As you're likely to have many targets, we recommend that you organize them by creating target groups and adding the relevant targets to them, so you can add the group rather than each individual target when serving a flag variation. You can add targets to a group based on conditions you set instead too, instead of adding each one individually.
One flag does not rule them all
Let's say we're rolling out a new feature to all of our premium users, and this feature requires both a frontend and a backend change. This is common. Most of your user-facing features will have multiple associated changes. It can seem like it makes sense to put all of these changes behind a single toggle.

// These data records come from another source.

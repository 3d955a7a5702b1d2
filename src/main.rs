//! Bearing Dial
//!
//! A circular value-selection dialog: drag or click around the dial scale to
//! pick a bearing, with a configurable scale direction/offset and forbidden
//! arcs the indicator may not rest on. The spin control below the dial
//! mirrors the committed value; Accept prints it to stdout and closes.

mod config;
mod control;
mod drawing;
mod geometry;
mod sector;
mod ui;

use nannou::prelude::*;
use nannou_egui::{self, Egui};
use serde::{Deserialize, Serialize};
use std::sync::mpsc;

use crate::control::{DialControl, PointerEvent};
use crate::drawing::DialStyle;
use crate::ui::PanelState;

const APP_NAME: &str = "bearing_dial";

/// Forbidden arcs seeded on startup so the dial demonstrates sector snapping.
const DEMO_SECTORS: [(f32, f32); 2] = [(45.0, 135.0), (225.0, 315.0)];

fn main() {
    nannou::app(model).update(update).run();
}

/// Persisted scale settings
#[derive(Debug, Clone, Serialize, Deserialize)]
struct DialConfig {
    clockwise: bool,
    offset: f32,
    tick_count: u32,
    prefix: String,
    suffix: String,
}

impl Default for DialConfig {
    fn default() -> Self {
        Self {
            clockwise: true,
            offset: 0.0,
            tick_count: control::DEFAULT_TICK_COUNT,
            prefix: String::new(),
            suffix: "°".to_string(),
        }
    }
}

/// Application state
struct Model {
    /// The dial control itself
    control: DialControl,
    /// Brush/pen configuration
    style: DialStyle,
    /// Local state of the settings widgets
    panel_state: PanelState,
    /// Committed-value notifications, drained each frame
    committed_rx: mpsc::Receiver<f32>,
    /// egui integration
    egui: Egui,
}

fn save_settings(control: &DialControl) {
    let config = DialConfig {
        clockwise: control.direction().is_clockwise(),
        // The control stores the offset direction-relative; save the plain one
        offset: control.offset() * control.direction().sign(),
        tick_count: control.tick_count(),
        prefix: control.prefix().to_string(),
        suffix: control.suffix().to_string(),
    };
    if let Err(e) = config::save_config(APP_NAME, &config) {
        eprintln!("Failed to save config: {}", e);
    }
}

fn model(app: &App) -> Model {
    let window_id = app
        .new_window()
        .title("Bearing choice")
        .size(480, 540)
        .min_size(300, 300)
        .view(view)
        .mouse_pressed(mouse_pressed)
        .mouse_released(mouse_released)
        .mouse_moved(mouse_moved)
        .raw_event(raw_window_event)
        .build()
        .unwrap();

    let window = app.window(window_id).unwrap();
    let egui = Egui::from_window(&window);

    // Load persisted scale settings
    let config: DialConfig = config::load_config(APP_NAME)
        .ok()
        .flatten()
        .unwrap_or_default();

    let mut control = DialControl::new(0.0, 360.0);
    control.set_scale_parameters(config.offset, config.clockwise);
    control.set_tick_count(config.tick_count);
    control.set_prefix(&config.prefix);
    control.set_suffix(&config.suffix);
    for (first, second) in DEMO_SECTORS {
        control.add_sector(first, second);
    }

    let (tx, rx) = mpsc::channel();
    control.on_value_changed(move |value| {
        let _ = tx.send(value);
    });

    Model {
        control,
        style: DialStyle::default(),
        panel_state: PanelState::default(),
        committed_rx: rx,
        egui,
    }
}

fn update(app: &App, model: &mut Model, update: Update) {
    // Reflect the latest commit in the window title
    let mut committed = None;
    while let Ok(value) = model.committed_rx.try_recv() {
        committed = Some(value);
    }
    if let Some(value) = committed {
        app.main_window()
            .set_title(&format!("Bearing choice - {}", model.control.decorated(value)));
    }

    // Begin egui frame
    model.egui.set_elapsed_time(update.since_start);
    let ctx = model.egui.begin_frame();
    let result = ui::draw_control_panel(&ctx, &model.control, &mut model.panel_state);
    drop(ctx);

    if let Some(value) = result.form_value {
        model.control.submit_form_value(value);
    }
    if let Some(clockwise) = result.direction_clockwise {
        model.control.set_direction(clockwise);
        save_settings(&model.control);
    }
    if let Some(offset) = result.offset {
        model.control.set_offset(offset);
        save_settings(&model.control);
    }
    if let Some(minimum) = result.minimum {
        if minimum < model.control.maximum() {
            model.control.set_minimum(minimum);
        }
    }
    if let Some(maximum) = result.maximum {
        if maximum > model.control.minimum() {
            model.control.set_maximum(maximum);
        }
    }
    if let Some((first, second)) = result.add_sector {
        model.control.add_sector(first, second);
    }
    if result.clear_sectors {
        model.control.clear_sectors();
    }

    if result.accepted {
        println!("{}", model.control.value());
        app.quit();
    } else if result.cancelled {
        app.quit();
    }
}

/// The dial's viewport: the window area above the control strip.
fn dial_viewport(window_rect: Rect) -> Rect {
    Rect::from_x_y_w_h(
        window_rect.x(),
        window_rect.y() + ui::CONTROL_PANEL_HEIGHT / 2.0,
        window_rect.w(),
        (window_rect.h() - ui::CONTROL_PANEL_HEIGHT).max(0.0),
    )
}

fn view(app: &App, model: &Model, frame: Frame) {
    let draw = app.draw();
    draw.background().color(model.style.background);

    let viewport = dial_viewport(app.window_rect());
    let draw_rect = geometry::compute_draw_rect(viewport);
    drawing::draw_dial(&draw, &model.control, &model.style, draw_rect);

    draw.to_frame(app, &frame).unwrap();
    model.egui.draw_to_frame(&frame).unwrap();
}

fn mouse_pressed(app: &App, model: &mut Model, button: MouseButton) {
    let position = app.mouse.position();
    let viewport = dial_viewport(app.window_rect());
    // Presses on the control strip belong to the form widgets
    if !viewport.contains(position) {
        return;
    }
    let draw_rect = geometry::compute_draw_rect(viewport);
    model
        .control
        .handle_pointer(PointerEvent::Press { position, button }, draw_rect);
}

fn mouse_moved(app: &App, model: &mut Model, position: Point2) {
    let draw_rect = geometry::compute_draw_rect(dial_viewport(app.window_rect()));
    model
        .control
        .handle_pointer(PointerEvent::Move { position }, draw_rect);
}

fn mouse_released(app: &App, model: &mut Model, button: MouseButton) {
    let position = app.mouse.position();
    let draw_rect = geometry::compute_draw_rect(dial_viewport(app.window_rect()));
    model
        .control
        .handle_pointer(PointerEvent::Release { position, button }, draw_rect);
}

fn raw_window_event(_app: &App, model: &mut Model, event: &nannou::winit::event::WindowEvent) {
    model.egui.handle_raw_event(event);
}
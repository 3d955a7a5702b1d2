//! Configuration persistence utilities
//!
//! Loads and saves the dial's scale settings to a TOML file in the platform
//! config directory. The selected value itself is never persisted.

use directories::ProjectDirs;
use serde::{de::DeserializeOwned, Serialize};
use std::fs;
use std::io;
use std::path::PathBuf;

/// Error type for configuration operations
#[derive(Debug)]
pub enum ConfigError {
    /// Failed to determine config directory
    NoConfigDir,
    /// IO error while reading/writing config
    Io(io::Error),
    /// Failed to parse config file
    Parse(toml::de::Error),
    /// Failed to serialize config
    Serialize(toml::ser::Error),
}

impl std::fmt::Display for ConfigError {
    fn fmt(&self, f: &mut std::fmt::Formatter<'_>) -> std::fmt::Result {
        match self {
            ConfigError::NoConfigDir => write!(f, "Could not determine config directory"),
            ConfigError::Io(e) => write!(f, "IO error: {}", e),
            ConfigError::Parse(e) => write!(f, "Parse error: {}", e),
            ConfigError::Serialize(e) => write!(f, "Serialize error: {}", e),
        }
    }
}

impl std::error::Error for ConfigError {}

impl From<io::Error> for ConfigError {
    fn from(e: io::Error) -> Self {
        ConfigError::Io(e)
    }
}

impl From<toml::de::Error> for ConfigError {
    fn from(e: toml::de::Error) -> Self {
        ConfigError::Parse(e)
    }
}

impl From<toml::ser::Error> for ConfigError {
    fn from(e: toml::ser::Error) -> Self {
        ConfigError::Serialize(e)
    }
}

/// Get the base configuration directory
pub fn config_dir() -> Option<PathBuf> {
    ProjectDirs::from("com", "bearing-dial", "dial").map(|dirs| dirs.config_dir().to_path_buf())
}

/// Get the configuration file path for a named settings group
pub fn config_path(name: &str) -> Option<PathBuf> {
    config_dir().map(|dir| dir.join(format!("{}.toml", name)))
}

/// Load a settings group
///
/// Returns `None` if the config file doesn't exist yet.
/// Returns an error if the file exists but can't be parsed.
pub fn load_config<T: DeserializeOwned>(name: &str) -> Result<Option<T>, ConfigError> {
    let path = config_path(name).ok_or(ConfigError::NoConfigDir)?;

    if !path.exists() {
        return Ok(None);
    }

    let contents = fs::read_to_string(&path)?;
    let config: T = toml::from_str(&contents)?;
    Ok(Some(config))
}

/// Save a settings group
pub fn save_config<T: Serialize>(name: &str, config: &T) -> Result<(), ConfigError> {
    let path = config_path(name).ok_or(ConfigError::NoConfigDir)?;

    // Ensure parent directory exists
    if let Some(parent) = path.parent() {
        fs::create_dir_all(parent)?;
    }

    let contents = toml::to_string_pretty(config)?;
    fs::write(&path, contents)?;
    Ok(())
}

#[cfg(test)]
mod tests {
    use super::*;

    #[test]
    fn test_config_dir() {
        let dir = config_dir();
        assert!(dir.is_some());
    }

    #[test]
    fn test_config_path() {
        let path = config_path("bearing_dial");
        assert!(path.is_some());
        let path = path.unwrap();
        assert!(path.to_string_lossy().contains("bearing_dial.toml"));
    }
}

In practice, though, it is better to have a smaller toggle scope, with smaller feature flags linked together. When everything is behind one flag, it can be hard to know which code paths specifically caused a problem. Additionally, it can be difficult to test more discrete changes along the way as you iterate on the feature.
Delete old flags
Remember to delete flags after you have finished with them to keep your code clean and organized. For example, you could do a flag clean-up sprint at the end of each quarter, or add a flag clean-up story to each epic to ensure you are removing out-of-date flags.
Avoid tech debt hell
Another feature flag management oversight that many teams make is not having a clear internal process or agreement around who owns removing stale flags. Or how often they want that process to happen. This can often lead to teams feeling there are too many feature flags or that they're stuck in feature flag hell. That's not where you want to be if you want to reap the benefits and continue to create more feature flags, especially in a production environment.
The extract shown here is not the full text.